The group's proposal suggests linking all existing communications databases -- such as state rural water associations' membership lists, rural water associations' field work reporting data and EPA and Agriculture Department databases -- to ensure DHS is able to reach rural utilities in cases where security information must be communicated.
NRWA says in its proposal that a comprehensive database is needed because of numerous instances where EPA or DHS have been unable to communicate such information to small utilities, such as distribution of EPA's "threat assessment" document several years ago. NRWA says the document, which gives utilities general information on how to protect their facilities against terrorist threats, never reached many small utilities in EPA's initial attempt because "many of EPA's addresses were incorrect, the letters never made it to the correct local officials upon delivery, many systems could not get the fax to go through" and several other complications.

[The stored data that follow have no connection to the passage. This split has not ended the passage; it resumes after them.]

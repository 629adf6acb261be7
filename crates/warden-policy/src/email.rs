//! Email patterns used in path rules and role assignments.
//!
//! A pattern is one of:
//!
//! - `-`: the anonymous sentinel, meaning "no authentication required";
//! - a literal address such as `admin@example.com`;
//! - a glob with a single `*` wildcard such as `*@example.com` or `*`.
//!
//! The sentinel is never compiled into a regular expression.

use std::fmt;

use regex::Regex;
use serde::{Deserialize, Serialize};

use crate::error::{PolicyError, PolicyResult};

/// The anonymous sentinel.
pub const ANONYMOUS: &str = "-";

/// Wildcard character accepted in patterns.
pub const WILDCARD: char = '*';

#[derive(Debug, Clone)]
enum PatternKind {
    Anonymous,
    Literal,
    Glob(Regex),
}

/// A restricted glob over email addresses.
///
/// # Example
///
/// ```
/// use warden_policy::EmailPattern;
///
/// let pattern = EmailPattern::new("*@example.com").unwrap();
/// assert!(pattern.matches("a@example.com"));
/// assert!(!pattern.matches("a@example.org"));
/// ```
#[derive(Debug, Clone, Serialize, Deserialize)]
#[serde(try_from = "String", into = "String")]
pub struct EmailPattern {
    raw: String,
    kind: PatternKind,
}

impl EmailPattern {
    /// Parse and compile a pattern.
    ///
    /// Rejects empty patterns and patterns with more than one `*`.
    pub fn new(raw: impl Into<String>) -> PolicyResult<Self> {
        let raw = raw.into();
        if raw.is_empty() {
            return Err(PolicyError::invalid_pattern(raw, "pattern is empty"));
        }
        if raw == ANONYMOUS {
            return Ok(Self {
                raw,
                kind: PatternKind::Anonymous,
            });
        }

        let kind = match raw.matches(WILDCARD).count() {
            0 => PatternKind::Literal,
            1 => PatternKind::Glob(compile_glob(&raw)?),
            _ => {
                return Err(PolicyError::invalid_pattern(
                    raw,
                    "at most one '*' wildcard is allowed",
                ))
            }
        };

        Ok(Self { raw, kind })
    }

    /// The pattern as written in the configuration.
    pub fn as_str(&self) -> &str {
        &self.raw
    }

    /// Whether this is the `-` sentinel.
    pub fn is_anonymous(&self) -> bool {
        matches!(self.kind, PatternKind::Anonymous)
    }

    /// Whether this pattern contains a wildcard.
    pub fn is_wildcard(&self) -> bool {
        matches!(self.kind, PatternKind::Glob(_))
    }

    /// Whether this pattern names exactly one address.
    pub fn is_literal(&self) -> bool {
        matches!(self.kind, PatternKind::Literal)
    }

    /// Match a concrete email against this pattern.
    ///
    /// The sentinel never matches here and an empty email never matches.
    pub fn matches(&self, email: &str) -> bool {
        if email.is_empty() {
            return false;
        }
        match &self.kind {
            PatternKind::Anonymous => false,
            PatternKind::Literal => self.raw == email,
            PatternKind::Glob(regex) => regex.is_match(email),
        }
    }

    /// Whether this pattern grants access to `email`.
    ///
    /// True for the sentinel, for a literal equal to the email, and for a
    /// glob matching it.
    pub fn grants(&self, email: &str) -> bool {
        self.is_anonymous() || self.raw == email || self.matches(email)
    }
}

/// Escape everything but `*`, which becomes `.*`, then anchor.
fn compile_glob(raw: &str) -> PolicyResult<Regex> {
    let body = raw
        .split(WILDCARD)
        .map(regex::escape)
        .collect::<Vec<_>>()
        .join(".*");
    Regex::new(&format!("^{body}$"))
        .map_err(|e| PolicyError::invalid_pattern(raw, e.to_string()))
}

impl PartialEq for EmailPattern {
    fn eq(&self, other: &Self) -> bool {
        self.raw == other.raw
    }
}

impl Eq for EmailPattern {}

impl fmt::Display for EmailPattern {
    fn fmt(&self, f: &mut fmt::Formatter<'_>) -> fmt::Result {
        f.write_str(&self.raw)
    }
}

impl TryFrom<String> for EmailPattern {
    type Error = PolicyError;

    fn try_from(value: String) -> Result<Self, Self::Error> {
        Self::new(value)
    }
}

impl TryFrom<&str> for EmailPattern {
    type Error = PolicyError;

    fn try_from(value: &str) -> Result<Self, Self::Error> {
        Self::new(value)
    }
}

impl From<EmailPattern> for String {
    fn from(pattern: EmailPattern) -> Self {
        pattern.raw
    }
}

NRWA also suggests that its communication system network would rely on state rural water associations to deliver security information, rather than having DHS relay the information; and allow rural utilities to base their security plans on measures that improve security on a site-specific basis rather than conforming to a national set of security guidelines.
In addition to proposing the communications network, NRWA plans to send additional letters to DHS outlining the group's suggestions for how the department should peer review communities' security plans and encourage communities to take corrective action on vulnerabilities identified in those plans.
A DHS spokesman says the department had not yet received NRWA's letter, and DHS was not familiar with the proposal.